Monday, October 03, 2005

Hollywood And Bad Habits:
Should We Finally Start
Pointing Fingers?

For the past few years - hell, as long as I have been alive on this planet/dimension/plane of existence - popular culture has borne the brunt of criticism regarding portrayals, glorification and sometimes encouragement of bad or harmful habits.

And we're not talking about smoking or drinking: we're talking about unsafe sex and drug abuse.

Personally, I'll be damned if some overpaid, overhyped, underworked and underutilised Tinseltown hack were to tell me how to live my life or conduct myself with others. I WANT TO BE ENTERTAINED ON MY TIME OFF, NOT EDUCATED OR PREACHED TO! That's the way we like to conduct ourselves almost everyday: work hard, chill out afterwards.

And there are so many people taking the arts a little too seriously - both on the Right and Left. The recent Jodie Foster joint, "Flightplan", has been slammed as derogatory to flight attendants and air marshals, even though it is a work of fiction (yes - I am quite sure that there are good Middle-Easterners that exist, and that being a flight attendant or an air marshal is no bag of gummie-bears). Never mind that the only saving grace in this movie is that Jodie could act her way out of any hackjob script. The Right, for whatever reason, call the movie treasonous, which may be an overreaction to what appears to be very shallow plotline. Debbie Schlussel has posted a fine example of the Right's feelings about the flick, as well as another film called "Domino", which probably has a shallower storyline than "Flightplan".
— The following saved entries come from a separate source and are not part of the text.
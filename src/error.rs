//! Quota Engine Error Types
//!
//! Expected denials (rate limited, queue full, size exceeded) are never
//! errors; they are reported through typed decision values. The types here
//! cover configuration problems and storage failures.

use std::path::PathBuf;

/// Error raised while turning a configuration entry into a rule.
///
/// These are logged and the offending entry is skipped; they never abort a
/// whole rule set.
#[derive(Debug, Clone, PartialEq, Eq, thiserror::Error)]
pub enum RuleError {
    /// Rate expression did not match `<N> / <unit> burst <B>`
    #[error("Invalid rate expression '{0}': expected '<N> / <unit> [burst <B>]'")]
    InvalidRate(String),

    /// Unknown time unit in a rate expression
    #[error("Unknown time unit '{0}'")]
    UnknownUnit(String),

    /// Size value could not be parsed
    #[error("Invalid size '{0}'")]
    InvalidSize(String),

    /// Integer value could not be parsed
    #[error("Invalid count '{0}'")]
    InvalidCount(String),

    /// Task quota text had the wrong shape for its key
    #[error("Invalid value '{value}' for {key}: expected '{expected}'")]
    InvalidTaskQuota {
        key: String,
        value: String,
        expected: &'static str,
    },

    /// Queue name is not one of the managed queues
    #[error("Unknown queue '{0}'")]
    UnknownQueue(String),

    /// Namespace regex failed to compile
    #[error("Invalid namespace pattern '{pattern}': {reason}")]
    InvalidPattern { pattern: String, reason: String },

    /// Value had the wrong TOML type for its key
    #[error("Unsupported value for {0}")]
    UnsupportedValue(String),
}

/// Error raised while reading a project's size from storage.
#[derive(Debug, thiserror::Error)]
pub enum StorageError {
    /// The project has no repository yet; treated as zero bytes
    #[error("Repository not found for project {0}")]
    NotFound(String),

    /// Any other read failure; the request is rejected
    #[error("Failed to read size of {path:?}: {source}")]
    Io {
        path: PathBuf,
        #[source]
        source: std::io::Error,
    },

    /// Probe could not complete (e.g. a blocking task was cancelled)
    #[error("Size probe failed for project {project}: {reason}")]
    Probe { project: String, reason: String },
}

impl StorageError {
    /// Whether this error means "no repository yet"
    pub fn is_not_found(&self) -> bool {
        matches!(self, StorageError::NotFound(_))
    }
}

/// Crate-level error type
#[derive(Debug, thiserror::Error)]
pub enum QuotaError {
    /// Configuration could not be turned into rules
    #[error("Rule error: {0}")]
    Rule(#[from] RuleError),

    /// Size lookup failed
    #[error("Storage error: {0}")]
    Storage(#[from] StorageError),

    /// Queue is not managed by this controller
    #[error("Queue {0} is not managed")]
    UnmanagedQueue(String),

    /// Reservation could not be registered
    #[error("Reservation rejected on queue {queue}: {spare} spare thread(s) left")]
    ReservationRejected { queue: String, spare: usize },
}

#[cfg(test)]
mod tests {
    use super::*;

    #[test]
    fn test_not_found_is_distinguished() {
        assert!(StorageError::NotFound("a/b".to_string()).is_not_found());

        let io = StorageError::Io {
            path: PathBuf::from("/srv/a.git"),
            source: std::io::Error::new(std::io::ErrorKind::PermissionDenied, "denied"),
        };
        assert!(!io.is_not_found());
    }

    #[test]
    fn test_error_messages() {
        let err = RuleError::InvalidRate("ten per hour".to_string());
        assert!(err.to_string().contains("ten per hour"));

        let err = QuotaError::ReservationRejected {
            queue: "batch".to_string(),
            spare: 1,
        };
        assert_eq!(
            err.to_string(),
            "Reservation rejected on queue batch: 1 spare thread(s) left"
        );
    }
}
(I have to digress: as a guy, I tend to fancy "a bit of the old horrorsow ultraviolence" once in a while. And judging by the trailer shown at the film's supercharged website, I might go for a round of "Domino". And FYI - it's getting released on my birthday! w00t! Plus - Keira Knightly is hot! But enough of my morals...)

Needless to mention, there are some seriously impressionable minds out there that would be affected by such disturbing images of James Bond putting his freak on without a rubber and some slacker antihero bunning up a Marley before trying to save the planet. These people, who are thankfully so few and far in-between, have a serious issue separating fact from fiction, thus we might have a few "Napoleon Dynamites" running amok on the streets. Thus, we have the findings of a team of Auzzie researchers on bad habits in cinema in this age of HIV and new sobrieties.


The researchers studied a September 2003 list of the 200 most successful movies of all time as ranked by the Internet Movie Database on the basis of world box-office takings. They excluded animated features, films with G and PG ratings, and movies released or set before the start of the AIDS pandemic in 1983.

Of the 87 movies remaining, 28 contained sex scenes -- a total of 53 scenes in all.

Only one film -- the 1990 romance Pretty Woman, in which Julia Roberts plays a prostitute -- contained a "suggestion of condom use, which was the only reference to any form of birth control.''

"There were no depictions of important consequences of unprotected sex such as unwanted pregnancies, HIV or other STDs,'' they added.

The sexiest film -- in quantity, if not quality -- was the 2001 comedy American Pie 2, which contained seven episodes of unprotected sex in which the "only consequences were social embarrassment.''

The 1992 thriller Basic Instinct had six sex scenes, no birth control and no "public health consequences'' -- although "other consequences'' included death by ice pick.
Thus by extension, the wages of bad sex are embarrasment or death. So far, so good.

As someone who a little bit discriminatory about seeing films - extreme horror flicks are not my style, even though I did get a kick seeing my beloved Thornhill, ON getting zombified in the remake of "Dawn of the Dead" - I couldn't care less what pundits or researchers of any political stripe say. But this closing passage really got me by the kahunas...


"The most popular movies of the last two decades often show normative depictions of negative health behaviours,'' the authors concluded. "The motion picture industry should be encouraged to depict safer sex practices and the real consequences of unprotected sex and illicit drug use.''

[... snip ...]

But some experts said the issue was more complex than the study suggested.

"I don't think you can pinpoint Hollywood as responsible for sexual immorality in the post-AIDS era,'' said Paul Grainge of the Institute of Film and Television Studies at the University of Nottingham.

"Hollywood responds to social mores as well as creates them.''
Well... you also have a potential Jihad/Crusade brewing, plus social, moral and political uncertainty going around the world. Thus I believe that the movers and shakers in Tinseltown probably have an obligation to give us a better means to experience escape.

Give me a movie worthy of sacrificing 2 hours of my life, $9.00-plus of my life savings and my disbelief.

Give me a film that would depict my ideal happy place, where the underdog is king/queen.

I want an action film where the bad guys redeem themselves, rather than be simply blown to bits in the climax.

Most of all, I want nothing more than a good, well-crafted, well executed story that could be passed on to generation to generation.

In other words, where's Cecil B. DeMille when you need him the most?